Poi le cose volsero in favore, iniziammo a parlarci, ci vedemmo ad alcune inaugurazioni di eventi, dopo esserceli segnalati per mail, così trovai il coraggio di invitarla a bere una cosa, la prima volta non accettò, era impegnata, provai una seconda, pensai è l’ultima, mi sentivo ridicolo… questa seconda accettò, ma chiese di andare ad un cinema e non a bere, andammo al cinema e vidimo una commedia, una commedia stupida e molto brutta ma che a lei piacque, non perché le sembrò un capolavoro, ma perché qualche volta si può anche essere un po’ più leggeri… si, guardammo quella stupida commedia americana e poi ci salutammo, tentai di baciarla nel salutarla, ma svicolò via.
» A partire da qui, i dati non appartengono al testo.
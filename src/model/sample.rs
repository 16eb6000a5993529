//! Sample Model
//!
//! This module defines the records delivered by the sensor stream and the
//! timestamped samples the session stores.
//!
//! A sensor record is one text line of the form `AC THRESHOLD BEAT`, three
//! whitespace separated integers. Additional trailing fields are ignored.

use serde::{Deserialize, Serialize};
use std::{fmt, str::FromStr};
use thiserror::Error;

/// Error for a sensor line that cannot be turned into a [`SensorRecord`].
#[derive(Debug, Error, Clone, PartialEq, Eq)]
pub enum SampleParseError {
    /// The line has fewer than three fields.
    #[error("expected 3 fields, got {0}")]
    MissingFields(usize),
    /// One of the fields is not an integer.
    #[error("field `{field}` is not an integer: {value:?}")]
    NotAnInteger { field: &'static str, value: String },
}

/// One untimed `(amplitude, threshold, beat flag)` triple as sent by the device.
#[derive(Copy, Clone, Debug, Default, PartialEq, Eq, Serialize, Deserialize)]
pub struct SensorRecord {
    /// AC amplitude of the PPG signal.
    pub amplitude: i64,
    /// The device's running comparison threshold.
    pub threshold: i64,
    /// Beat flag as sent; any positive value marks a beat.
    pub beat_marker: i64,
}

impl SensorRecord {
    pub fn new(amplitude: i64, threshold: i64, beat: bool) -> Self {
        Self {
            amplitude,
            threshold,
            beat_marker: beat as i64,
        }
    }

    /// Returns `true` if the device flagged a heartbeat on this record.
    pub fn is_beat(&self) -> bool {
        self.beat_marker > 0
    }

    /// Stamps the record with the session time it was received at.
    pub fn at(&self, timestamp: f64) -> Sample {
        Sample {
            timestamp,
            amplitude: self.amplitude as f64,
            threshold: self.threshold as f64,
            beat: self.is_beat(),
        }
    }
}

impl FromStr for SensorRecord {
    type Err = SampleParseError;

    fn from_str(line: &str) -> Result<Self, Self::Err> {
        let fields: Vec<&str> = line.split_whitespace().collect();
        if fields.len() < 3 {
            return Err(SampleParseError::MissingFields(fields.len()));
        }
        let parse = |field: &'static str, value: &str| {
            value
                .parse::<i64>()
                .map_err(|_| SampleParseError::NotAnInteger {
                    field,
                    value: value.to_owned(),
                })
        };
        Ok(Self {
            amplitude: parse("amplitude", fields[0])?,
            threshold: parse("threshold", fields[1])?,
            beat_marker: parse("beat", fields[2])?,
        })
    }
}

/// A timestamped sensor sample. Immutable once produced.
#[derive(Copy, Clone, Debug, Default, PartialEq, Serialize, Deserialize)]
pub struct Sample {
    /// Seconds since the session started.
    pub timestamp: f64,
    pub amplitude: f64,
    pub threshold: f64,
    pub beat: bool,
}

impl fmt::Display for Sample {
    fn fmt(&self, f: &mut fmt::Formatter<'_>) -> fmt::Result {
        write!(
            f,
            "AC: {:.0}, Beat: {}, Time: {:.2}s",
            self.amplitude,
            if self.beat { "yes" } else { "no" },
            self.timestamp
        )
    }
}
//! Data Acquisition
//!
//! This module defines the task that reads sensor records from a source and
//! feeds them into a session. It runs concurrently with presentation and stops
//! cooperatively through a shared flag.

use crate::{
    api::controller::{SampleSource, SessionApi},
    model::sample::SensorRecord,
};
use anyhow::Result;
use async_trait::async_trait;
use log::{error, info, trace, warn};
use std::{
    sync::{
        atomic::{AtomicBool, Ordering},
        Arc,
    },
    time::Duration,
};
use tokio::{
    io::{AsyncBufRead, AsyncBufReadExt, Lines},
    task::JoinHandle,
    time::timeout,
};

/// A [`SampleSource`] reading newline separated records from any buffered reader
/// (a serial device file, a pipe, stdin).
pub struct LineSource<R> {
    lines: Lines<R>,
}

impl<R: AsyncBufRead + Unpin> LineSource<R> {
    pub fn new(reader: R) -> Self {
        Self {
            lines: reader.lines(),
        }
    }
}

#[async_trait]
impl<R: AsyncBufRead + Unpin + Send> SampleSource for LineSource<R> {
    async fn next_line(&mut self) -> Result<Option<String>> {
        Ok(self.lines.next_line().await?)
    }
}

/// Counters of one acquisition run.
#[derive(Debug, Default, Clone, Copy, PartialEq, Eq)]
pub struct AcquisitionStats {
    /// Parsed records handed to the session.
    pub records: usize,
    /// Unparsable records.
    pub dropped: usize,
    /// Reads that hit the timeout.
    pub timeouts: usize,
}

/// The acquisition task.
///
/// # Type Parameters
/// * `S` - The source of text records.
/// * `T` - The session receiving the parsed records.
pub struct Acquisition<S: SampleSource, T: SessionApi> {
    source: S,
    session: T,
    stop: Arc<AtomicBool>,
    read_timeout: Duration,
}

impl<S, T> Acquisition<S, T>
where
    S: SampleSource + 'static,
    T: SessionApi + Send + Sync + 'static,
{
    pub fn new(source: S, session: T, read_timeout: Duration) -> Self {
        Self {
            source,
            session,
            stop: Arc::new(AtomicBool::new(false)),
            read_timeout,
        }
    }

    /// The flag that ends the loop once set.
    pub fn stop_flag(&self) -> Arc<AtomicBool> {
        self.stop.clone()
    }

    /// Reads until the stream ends, the stop flag is set or the source fails.
    ///
    /// A read timeout is transient and the loop continues. Unparsable records
    /// are dropped and counted. Source errors end the run.
    pub async fn run(mut self) -> Result<AcquisitionStats> {
        let mut stats = AcquisitionStats::default();
        info!("acquisition started");
        while !self.stop.load(Ordering::Acquire) {
            let line = match timeout(self.read_timeout, self.source.next_line()).await {
                Err(_) => {
                    trace!("source read timed out");
                    stats.timeouts += 1;
                    continue;
                }
                Ok(Err(e)) => {
                    error!("source read failed: {}", e);
                    return Err(e);
                }
                Ok(Ok(None)) => {
                    info!("end of stream");
                    break;
                }
                Ok(Ok(Some(line))) => line,
            };

            let line = line.trim();
            if line.is_empty() {
                continue;
            }
            match line.parse::<SensorRecord>() {
                Ok(record) => {
                    self.session.record(record).await?;
                    stats.records += 1;
                }
                Err(e) => {
                    warn!("dropping record {:?}: {}", line, e);
                    self.session.record_dropped().await;
                    stats.dropped += 1;
                }
            }
        }
        info!(
            "acquisition finished: {} records, {} dropped",
            stats.records, stats.dropped
        );
        Ok(stats)
    }

    /// Runs the task on the tokio runtime.
    ///
    /// # Returns
    /// The stop flag and the handle of the spawned task.
    pub fn spawn(self) -> (Arc<AtomicBool>, JoinHandle<Result<AcquisitionStats>>) {
        let stop = self.stop_flag();
        (stop, tokio::spawn(self.run()))
    }
}
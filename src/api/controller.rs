//! Controller Module
//!
//! This module defines the traits through which a session is driven and through
//! which it talks to its external collaborators: the sample source feeding it
//! and the persistence layer receiving the results.
use crate::model::{hrv::HrvReport, sample::SensorRecord, session::SessionSummary};
use anyhow::Result;
use async_trait::async_trait;
use tokio::task::JoinHandle;

/// RecordingApi trait
///
/// This trait defines the asynchronous API for managing the recording process.
/// It provides methods to start and stop a session.
#[async_trait]
pub trait RecordingApi {
    /// Start the recording process; settling begins immediately.
    async fn start_recording(&self) -> Result<()>;
    /// Stop the recording process.
    ///
    /// Flushes the partial aggregation window and, if enough samples exist,
    /// spawns the offline analysis. The returned handle resolves once that
    /// analysis is done.
    async fn stop_recording(&self) -> Result<Option<JoinHandle<()>>>;
}

/// SessionApi trait
///
/// This trait defines the mutating operations on a session besides start/stop.
#[async_trait]
pub trait SessionApi {
    /// Record one sensor triple at the current session time.
    ///
    /// Ignored while the session is idle.
    async fn record(&self, record: SensorRecord) -> Result<()>;

    /// Count one record that was dropped because it could not be parsed.
    async fn record_dropped(&self);

    /// Run offline detection and HRV analysis on the raw series.
    ///
    /// # Returns
    /// The new report, which also becomes the current one.
    async fn analyze(&self) -> Result<HrvReport>;

    /// Clear all session data. Waits for an in-flight analysis to finish.
    async fn reset(&self) -> Result<()>;
}

/// SampleSource trait
///
/// The streaming transport delivering one text record per call.
#[async_trait]
pub trait SampleSource: Send {
    /// Read the next line.
    ///
    /// # Returns
    /// `Ok(None)` at the end of the stream.
    async fn next_line(&mut self) -> Result<Option<String>>;
}

#[async_trait]
impl<S: SampleSource + ?Sized> SampleSource for Box<S> {
    async fn next_line(&mut self) -> Result<Option<String>> {
        (**self).next_line().await
    }
}

/// PersistenceApi trait
///
/// Receives the measurement metadata and the analysis of a finished session.
/// Raw samples and aggregates are never handed over.
#[async_trait]
pub trait PersistenceApi: Send + Sync {
    /// Store one measurement.
    ///
    /// # Arguments
    /// * `summary` - Measurement metadata.
    /// * `report` - The analysis, if one could be computed.
    /// * `report_text` - The rendered report.
    async fn store(
        &self,
        summary: SessionSummary,
        report: Option<HrvReport>,
        report_text: String,
    ) -> Result<()>;
}
//! Configuration Model
//!
//! Tunable parameters of the acquisition and detection pipeline. Defaults come
//! from [`crate::core::constants`]; a JSON file may override any subset.

use crate::core::constants::*;
use anyhow::{Context, Result};
use serde::{Deserialize, Serialize};
use std::{path::Path, time::Duration};

/// Parameters of the live acquisition path.
#[derive(Debug, Clone, PartialEq, Serialize, Deserialize)]
#[serde(default)]
pub struct AcquisitionConfig {
    /// Settling period in seconds.
    pub settling_duration: f64,
    /// Aggregation window in samples.
    pub buffer_size: usize,
    /// Down-sample stride for the raw reference history.
    pub downsample_rate: usize,
    /// Number of recent samples searched by the online estimator.
    pub online_window: usize,
    /// Timeout of a single source read in milliseconds.
    pub read_timeout_ms: u64,
    /// Nominal sampling rate in Hz.
    pub sampling_rate_hz: f64,
}

impl Default for AcquisitionConfig {
    fn default() -> Self {
        Self {
            settling_duration: SETTLING_DURATION,
            buffer_size: BUFFER_SIZE,
            downsample_rate: DOWNSAMPLE_RATE,
            online_window: ONLINE_WINDOW,
            read_timeout_ms: READ_TIMEOUT_MS,
            sampling_rate_hz: SAMPLING_RATE_HZ,
        }
    }
}

impl AcquisitionConfig {
    pub fn read_timeout(&self) -> Duration {
        Duration::from_millis(self.read_timeout_ms)
    }
}

/// Parameters of the offline detector and the HRV analyzer.
#[derive(Debug, Clone, PartialEq, Serialize, Deserialize)]
#[serde(default)]
pub struct DetectionConfig {
    pub bandpass_low_hz: f64,
    pub bandpass_high_hz: f64,
    pub filter_order: usize,
    pub min_peak_height: f64,
    pub min_peak_distance: usize,
    pub min_peak_prominence: f64,
    pub min_heart_rate: f64,
    pub max_heart_rate: f64,
    pub min_detection_samples: usize,
    pub min_analysis_samples: usize,
}

impl Default for DetectionConfig {
    fn default() -> Self {
        Self {
            bandpass_low_hz: BANDPASS_LOW_HZ,
            bandpass_high_hz: BANDPASS_HIGH_HZ,
            filter_order: BANDPASS_ORDER,
            min_peak_height: MIN_PEAK_HEIGHT,
            min_peak_distance: MIN_PEAK_DISTANCE,
            min_peak_prominence: MIN_PEAK_PROMINENCE,
            min_heart_rate: MIN_HEART_RATE,
            max_heart_rate: MAX_HEART_RATE,
            min_detection_samples: MIN_DETECTION_SAMPLES,
            min_analysis_samples: MIN_ANALYSIS_SAMPLES,
        }
    }
}

impl DetectionConfig {
    /// Checks a heart rate against the plausibility bounds (inclusive).
    pub fn is_plausible(&self, bpm: f64) -> bool {
        (self.min_heart_rate..=self.max_heart_rate).contains(&bpm)
    }
}

/// Top-level configuration.
#[derive(Debug, Clone, Default, PartialEq, Serialize, Deserialize)]
#[serde(default)]
pub struct PulseConfig {
    pub acquisition: AcquisitionConfig,
    pub detection: DetectionConfig,
}

impl PulseConfig {
    /// Loads a configuration from a JSON file. Missing fields keep their defaults.
    pub fn from_file(path: &Path) -> Result<Self> {
        let json = std::fs::read_to_string(path)
            .with_context(|| format!("could not read config {}", path.display()))?;
        serde_json::from_str(&json)
            .with_context(|| format!("could not parse config {}", path.display()))
    }
}
//! Peak Search
//!
//! Constrained local-maxima search over a sampled signal. A peak is accepted
//! when it satisfies all of:
//! - a minimum height,
//! - a minimum horizontal distance to every other accepted peak,
//! - a minimum topographic prominence.
//!
//! Constraints are applied in that order; prominence is only evaluated on the
//! survivors of the first two.

use std::cmp::Ordering;

/// Constraints for [`find_peaks`].
#[derive(Copy, Clone, Debug, PartialEq)]
pub struct PeakConstraints {
    pub min_height: f64,
    /// Minimum index distance between accepted peaks; values below 1 act as 1.
    pub min_distance: usize,
    pub min_prominence: f64,
}

/// Indices of all local maxima. Flat peaks report the midpoint of the plateau
/// (rounded down); plateaus touching either border are not peaks.
pub fn local_maxima(data: &[f64]) -> Vec<usize> {
    let mut peaks = Vec::new();
    if data.len() < 3 {
        return peaks;
    }
    let last = data.len() - 1;
    let mut i = 1;
    while i < last {
        if data[i - 1] < data[i] {
            let mut ahead = i + 1;
            while ahead < last && data[ahead] == data[i] {
                ahead += 1;
            }
            if data[ahead] < data[i] {
                peaks.push((i + ahead - 1) / 2);
                i = ahead;
            }
        }
        i += 1;
    }
    peaks
}

/// Removes peaks closer than `distance` samples to a taller peak. Taller peaks
/// are kept first; among equal heights the leftmost one wins.
pub fn select_by_distance(data: &[f64], peaks: &[usize], distance: usize) -> Vec<usize> {
    let distance = distance.max(1);
    if distance == 1 {
        return peaks.to_vec();
    }
    let mut priority: Vec<usize> = (0..peaks.len()).collect();
    priority.sort_by(|&a, &b| {
        data[peaks[b]]
            .partial_cmp(&data[peaks[a]])
            .unwrap_or(Ordering::Equal)
            .then(a.cmp(&b))
    });

    let mut keep = vec![true; peaks.len()];
    for &i in &priority {
        if !keep[i] {
            continue;
        }
        let mut j = i;
        while j > 0 && peaks[i] - peaks[j - 1] < distance {
            j -= 1;
            keep[j] = false;
        }
        let mut j = i + 1;
        while j < peaks.len() && peaks[j] - peaks[i] < distance {
            keep[j] = false;
            j += 1;
        }
    }
    peaks
        .iter()
        .zip(keep)
        .filter_map(|(&p, k)| k.then_some(p))
        .collect()
}

/// Topographic prominence of the peak at `peak`: the height above the higher
/// of the two minima between the peak and the nearest taller sample (or the
/// border) on each side.
pub fn prominence(data: &[f64], peak: usize) -> f64 {
    let height = data[peak];

    let mut left_min = height;
    for &v in data[..peak].iter().rev() {
        if v > height {
            break;
        }
        left_min = left_min.min(v);
    }

    let mut right_min = height;
    for &v in &data[peak + 1..] {
        if v > height {
            break;
        }
        right_min = right_min.min(v);
    }

    height - left_min.max(right_min)
}

/// Finds the peaks of `data` satisfying `constraints`, in index order.
pub fn find_peaks(data: &[f64], constraints: &PeakConstraints) -> Vec<usize> {
    let candidates: Vec<usize> = local_maxima(data)
        .into_iter()
        .filter(|&p| data[p] >= constraints.min_height)
        .collect();
    select_by_distance(data, &candidates, constraints.min_distance)
        .into_iter()
        .filter(|&p| prominence(data, p) >= constraints.min_prominence)
        .collect()
}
Credevo fosse finita, credevo di aver giocato male le mie carte, poi con un messaggio mi invitò lei a bere una cosa, accadde tre o quattro giorni dopo… quel giorno bevemmo, bevemmo, poi ci baciammo, poi andammo a casa mia a fare l’amore, io non lo faccio mai al primo appuntamento mi disse, non è il primo scherzai, io sono credente rispose seria, ma non come credi tu, mio padre e tahitiano, io ho le mie credenze che tu non sai, mi disse, guardai la mia bambolina, dolce mora, ma certo, dissi, ma certo…
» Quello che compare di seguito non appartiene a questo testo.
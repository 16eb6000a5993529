//! This module defines the read only API for interacting with a session.
//! Presentation, export and persistence use it to take snapshots; none of the
//! methods mutate the session.
use async_trait::async_trait;
use std::fmt::Debug;

use crate::model::{
    aggregate::{AggregateRecord, DownsampledSample},
    hrv::HrvReport,
    sample::Sample,
    session::{LiveCounters, SessionState, SessionSummary},
};

/// `SessionModelApi` trait.
///
/// Snapshots are copies; they do not track later changes to the session.
#[async_trait]
pub trait SessionModelApi: Debug + Send + Sync {
    /// Retrieves the settling gate state.
    async fn get_state(&self) -> SessionState;

    /// Retrieves the live counters polled by status displays.
    async fn get_counters(&self) -> LiveCounters;

    /// Retrieves the full raw series.
    ///
    /// # Returns
    /// A copy of all samples received since the last reset.
    async fn get_raw_series(&self) -> Vec<Sample>;

    /// Retrieves the aggregate history.
    async fn get_aggregates(&self) -> Vec<AggregateRecord>;

    /// Retrieves the down-sampled history.
    async fn get_downsampled(&self) -> Vec<DownsampledSample>;

    /// Retrieves every accepted live reading as `[timestamp, bpm]`.
    async fn get_bpm_history(&self) -> Vec<[f64; 2]>;

    /// Retrieves the most recent analysis, if any.
    async fn get_report(&self) -> Option<HrvReport>;

    /// Retrieves the measurement metadata.
    async fn get_summary(&self) -> SessionSummary;

    /// Storage efficiency of the aggregate history in percent.
    ///
    /// # Returns
    /// `(1 - aggregates / max(1, raw samples)) * 100`
    async fn get_storage_efficiency(&self) -> f64;
}
//! Core Events
//!
//! This module defines the events published by a session on its broadcast bus.
//! Presentation and maintenance tasks subscribe to them instead of polling the
//! session for every change.

use crate::model::{aggregate::AggregateRecord, hrv::HrvReport};

/// Enumeration of all session-level events.
#[derive(Clone, Debug, PartialEq)]
pub enum SessionEvent {
    /// A session was started; settling begins at the contained session time.
    Started(f64),

    /// The settling period elapsed; samples are now eligible.
    Ready(f64),

    /// A live BPM reading from the online estimator.
    ///
    /// # Fields
    /// - `timestamp`: Session time of the beat that produced the reading.
    /// - `bpm`: The reading.
    Bpm { timestamp: f64, bpm: f64 },

    /// The aggregation window was flushed into a new record.
    AggregateFlushed(AggregateRecord),

    /// The session was stopped. Contains the number of raw samples.
    Stopped(usize),

    /// An offline analysis finished and its report is now current.
    AnalysisFinished(Box<HrvReport>),

    /// An offline analysis could not produce a report.
    AnalysisFailed(String),

    /// All session data was cleared.
    Reset,
}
Quando venne a casa mia con quella bambola in regalo, quando venne a casa mia volevo solo fare l’amore, accettai la bambola con un sorriso, che bella, che bella… è tipica delle mie parti, mi disse lei, ti sorveglierà, è un regalo importante, che viene dalla mia terra, dal mio popolo, devi starci molto attento, ma certo, ma certo, superficialmente risposi, volevo solo lei… posai la bambola ai piedi del letto, e la bambolina ci guardò fare l’amore, lei ti sorveglierà, disse, ma certo, ma certo… che stupido, che ingenuo, che agnostico, miscredente sono.
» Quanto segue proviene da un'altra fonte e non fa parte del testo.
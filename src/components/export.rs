//! Export
//!
//! Collects the exportable part of a session into an [`ExportBundle`] and
//! writes it to disk: the bundle as JSON, aggregate and down-sampled histories
//! as CSV tables, and the rendered analysis report as text.

use crate::{
    components::session::SessionCoordinator,
    model::{
        aggregate::{AggregateRecord, DownsampledSample},
        hrv::HrvReport,
        session::{SessionSummary, StorageInfo},
    },
};
use anyhow::{Context, Result};
use csv::WriterBuilder;
use log::info;
use serde::{Deserialize, Serialize};
use std::{
    fmt,
    path::{Path, PathBuf},
};
use time::{macros::format_description, OffsetDateTime};

/// Number of beat times and RR intervals listed in the report.
const REPORT_LIST_LIMIT: usize = 10;

/// Everything a session exports.
#[derive(Clone, Debug, PartialEq, Serialize, Deserialize)]
pub struct ExportBundle {
    pub summary: SessionSummary,
    pub storage: StorageInfo,
    pub aggregates: Vec<AggregateRecord>,
    pub downsampled: Vec<DownsampledSample>,
    pub report: Option<HrvReport>,
}

impl ExportBundle {
    /// Snapshots a session. The partial aggregation window is flushed first so
    /// the export covers every eligible sample; a concurrent reset lands either
    /// before or after the whole snapshot.
    pub async fn collect(session: &SessionCoordinator) -> Self {
        session.export_bundle(false).await
    }

    /// The rendered analysis report.
    pub fn report_text(&self) -> String {
        ReportText {
            summary: &self.summary,
            report: self.report.as_ref(),
            storage: self.storage,
        }
        .to_string()
    }

    /// File name stem `pulse_<subject>_<utc timestamp>`.
    pub fn file_stem(&self) -> Result<String> {
        let stamp = OffsetDateTime::now_utc()
            .format(format_description!("[year][month][day]_[hour][minute][second]"))?;
        let subject: String = self
            .summary
            .subject
            .chars()
            .map(|c| if c.is_alphanumeric() { c } else { '_' })
            .collect();
        let subject = if subject.is_empty() {
            "subject".to_string()
        } else {
            subject
        };
        Ok(format!("pulse_{}_{}", subject, stamp))
    }

    /// Writes the bundle, both tables and the report into `dir`.
    ///
    /// # Returns
    /// The paths of the written files.
    pub async fn write_to_dir(&self, dir: &Path) -> Result<Vec<PathBuf>> {
        tokio::fs::create_dir_all(dir)
            .await
            .with_context(|| format!("could not create {}", dir.display()))?;
        let stem = self.file_stem()?;

        let json_path = dir.join(format!("{}.json", stem));
        let json = serde_json::to_string_pretty(self)?;
        tokio::fs::write(&json_path, json).await?;

        let aggregates_path = dir.join(format!("{}_aggregates.csv", stem));
        let downsampled_path = dir.join(format!("{}_downsampled.csv", stem));
        {
            let subject = self.summary.subject.as_str();
            let aggregates: Vec<AggregateRow> = self
                .aggregates
                .iter()
                .map(|r| AggregateRow::new(subject, r))
                .collect();
            let downsampled: Vec<DownsampledRow> = self
                .downsampled
                .iter()
                .map(|d| DownsampledRow::new(subject, d))
                .collect();
            let aggregates_path = aggregates_path.clone();
            let downsampled_path = downsampled_path.clone();
            tokio::task::spawn_blocking(move || -> Result<()> {
                write_csv(&aggregates_path, &aggregates)?;
                write_csv(&downsampled_path, &downsampled)
            })
            .await??;
        }

        let report_path = dir.join(format!("{}_report.txt", stem));
        tokio::fs::write(&report_path, self.report_text()).await?;

        info!("exported session to {}", dir.display());
        Ok(vec![json_path, aggregates_path, downsampled_path, report_path])
    }
}

/// One row of the aggregate table, tagged with the subject.
#[derive(Debug, Clone, Serialize)]
struct AggregateRow {
    subject: String,
    time_start: f64,
    time_end: f64,
    time_avg: f64,
    duration: f64,
    ac_avg: f64,
    ac_min: f64,
    ac_max: f64,
    ac_std: f64,
    threshold_avg: f64,
    beat_count: usize,
    sample_count: usize,
}

impl AggregateRow {
    fn new(subject: &str, r: &AggregateRecord) -> Self {
        Self {
            subject: subject.to_owned(),
            time_start: r.time_start,
            time_end: r.time_end,
            time_avg: r.time_avg,
            duration: r.duration,
            ac_avg: r.ac_avg,
            ac_min: r.ac_min,
            ac_max: r.ac_max,
            ac_std: r.ac_std,
            threshold_avg: r.threshold_avg,
            beat_count: r.beat_count,
            sample_count: r.sample_count,
        }
    }
}

/// One row of the down-sampled table, tagged with the subject.
#[derive(Debug, Clone, Serialize)]
struct DownsampledRow {
    subject: String,
    time: f64,
    ac: f64,
    threshold: f64,
    beat: bool,
}

impl DownsampledRow {
    fn new(subject: &str, d: &DownsampledSample) -> Self {
        Self {
            subject: subject.to_owned(),
            time: d.time,
            ac: d.ac,
            threshold: d.threshold,
            beat: d.beat,
        }
    }
}

/// Writes `rows` as a comma separated table with a header row.
pub fn write_csv<T: Serialize>(path: &Path, rows: &[T]) -> Result<()> {
    let file = std::fs::File::create(path)
        .with_context(|| format!("could not create {}", path.display()))?;
    let mut writer = WriterBuilder::new().has_headers(true).from_writer(file);
    for row in rows {
        writer.serialize(row)?;
    }
    writer.flush()?;
    Ok(())
}

fn rmssd_rating(rmssd: f64) -> &'static str {
    if rmssd > 50.0 {
        "Good"
    } else if rmssd > 20.0 {
        "Attention"
    } else {
        "Low"
    }
}

fn joined(values: &[f64], precision: usize) -> String {
    let mut text = values
        .iter()
        .take(REPORT_LIST_LIMIT)
        .map(|v| format!("{:.*}", precision, v))
        .collect::<Vec<_>>()
        .join(", ");
    if values.len() > REPORT_LIST_LIMIT {
        text.push_str("...");
    }
    text
}

/// Plain-text rendering of a session's analysis.
pub struct ReportText<'a> {
    pub summary: &'a SessionSummary,
    pub report: Option<&'a HrvReport>,
    pub storage: StorageInfo,
}

impl fmt::Display for ReportText<'_> {
    fn fmt(&self, f: &mut fmt::Formatter<'_>) -> fmt::Result {
        let rule = "=".repeat(60);
        let thin = "-".repeat(60);
        let s = self.summary;

        writeln!(f, "{}", rule)?;
        writeln!(f, "    HEART RATE ANALYSIS - {}", s.subject.to_uppercase())?;
        writeln!(f, "{}", rule)?;
        writeln!(f)?;
        writeln!(f, "MEASUREMENT:")?;
        writeln!(f, "  Subject                : {}", s.subject)?;
        writeln!(f, "  Duration               : {:.2} s", s.duration_seconds)?;
        writeln!(f, "  Data points            : {}", s.total_samples)?;
        writeln!(f, "  Aggregate records      : {}", self.storage.aggregates)?;
        writeln!(f, "  Sampling rate          : ~{:.0} Hz", s.sampling_rate_hz)?;
        writeln!(f, "  Storage efficiency     : {:.1}%", self.storage.efficiency())?;
        writeln!(f)?;

        let Some(r) = self.report else {
            writeln!(f, "{}", thin)?;
            writeln!(f, "No analysis available.")?;
            return writeln!(f, "{}", rule);
        };

        writeln!(f, "{}", thin)?;
        writeln!(f, "BEAT DETECTION:")?;
        writeln!(f, "  Beats detected         : {}", r.beats_detected)?;
        writeln!(f, "  Valid beats            : {}", r.valid_beats)?;
        writeln!(f, "  Beat times (s)         : {}", joined(&r.beat_times, 2))?;
        writeln!(f, "  RR intervals (ms)      : {}", joined(&r.rr_intervals, 0))?;
        writeln!(f)?;
        writeln!(f, "{}", thin)?;
        writeln!(f, "HEART RATE:")?;
        writeln!(f, "  Average                : {:.1} BPM", r.avg_hr)?;
        writeln!(f, "  Minimum                : {:.1} BPM", r.min_hr)?;
        writeln!(f, "  Maximum                : {:.1} BPM", r.max_hr)?;
        writeln!(f, "  Standard deviation     : {:.2} BPM", r.std_hr)?;
        writeln!(f, "  Range                  : {:.1} BPM", r.max_hr - r.min_hr)?;
        writeln!(f)?;
        writeln!(f, "{}", thin)?;
        writeln!(f, "HEART RATE VARIABILITY:")?;
        writeln!(f, "  SDNN                   : {:.2} ms", r.sdnn)?;
        writeln!(f, "  RMSSD                  : {:.2} ms", r.rmssd)?;
        writeln!(f, "  Mean RR interval       : {:.1} ms", r.avg_rr)?;
        writeln!(
            f,
            "  RMSSD rating           : {:.1} ms ({})",
            r.rmssd,
            rmssd_rating(r.rmssd)
        )?;
        writeln!(f)?;
        writeln!(f, "{}", thin)?;
        writeln!(f, "CLASSIFICATION:")?;
        writeln!(f, "  Category               : {}", r.classification)?;
        writeln!(f, "  Condition              : {}", r.condition)?;
        writeln!(
            f,
            "  Health status          : {}",
            if (60.0..=100.0).contains(&r.avg_hr) {
                "Normal"
            } else {
                "Needs attention"
            }
        )?;
        writeln!(f)?;
        writeln!(f, "{}", thin)?;
        writeln!(f, "STORAGE:")?;
        writeln!(f, "  Raw samples            : {}", self.storage.raw_samples)?;
        writeln!(f, "  Aggregate records      : {}", self.storage.aggregates)?;
        writeln!(f, "  Down-sampled samples   : {}", self.storage.downsampled)?;
        writeln!(f)?;
        writeln!(f, "{}", rule)?;
        let finished = r
            .analyzed_at
            .format(format_description!(
                "[year]-[month]-[day] [hour]:[minute]:[second]"
            ))
            .map_err(|_| fmt::Error)?;
        writeln!(f, "Analysis of {} finished at {} UTC", s.subject, finished)?;
        writeln!(f, "Span: 0.00 - {:.2} s", s.duration_seconds)?;
        writeln!(f, "{}", rule)
    }
}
Quando mia moglie tornò dal viaggio di lavoro negli stati uniti, la portai a casa mia, e la sua bambola ci guardò fare l’amore… io iniziai a sentirmi a disagio, mi prudeva la schiena, non riuscì a penetrarla, eppure ne avevo voglia, tanto che non la vedevo, quasi due mesi, cosa avrebbe pensato, ma non ci stavo riuscendo, avevo poca forza nel mio membro, mi sentivo fiacco, stanco, mi prudeva la schiena… qualche giorno dopo la chiamai, la mia bambolina, non vedevo l’ora di vederla, non vedevo l’ora di dirle la verità, io forse ho iniziato per lascivia, così come un porco, ma ora non la smetto di pensare a te, ora vedo solo te, sento il tuo odore, ora ti amo, io non ti ho detto che ero sposato, ma ora non desidero più mia moglie, invece no, invece sono arrivati quegli uomini alti con quelle stupide camicie a righe, mi hanno tappato la bocca con quel fazzoletto, ho visto il mondo sfocarsi, ho visto i volti senza distinguerli… poi ho sentito la morte ma non ho perso conoscenza… li ho sentiti uccidermi, aprirmi le viscere e continuavo a sentire a essere senziente… hanno detto che avrei sentito la terra, che sarei risorto anche nelle energie, ma non nella volontà.
Adesso sono qui, a tahiti, sotto un metro di terra, attendendo di zombificarmi e di mettermi al lavoro per suo padre.
Non vedevo l’ora di vedere la mia bambolina e di cambiare vita per lei, le avrei detto, l’ho detto a quegli uomini… sarai accontentato, mi dissero, sarai accontentato.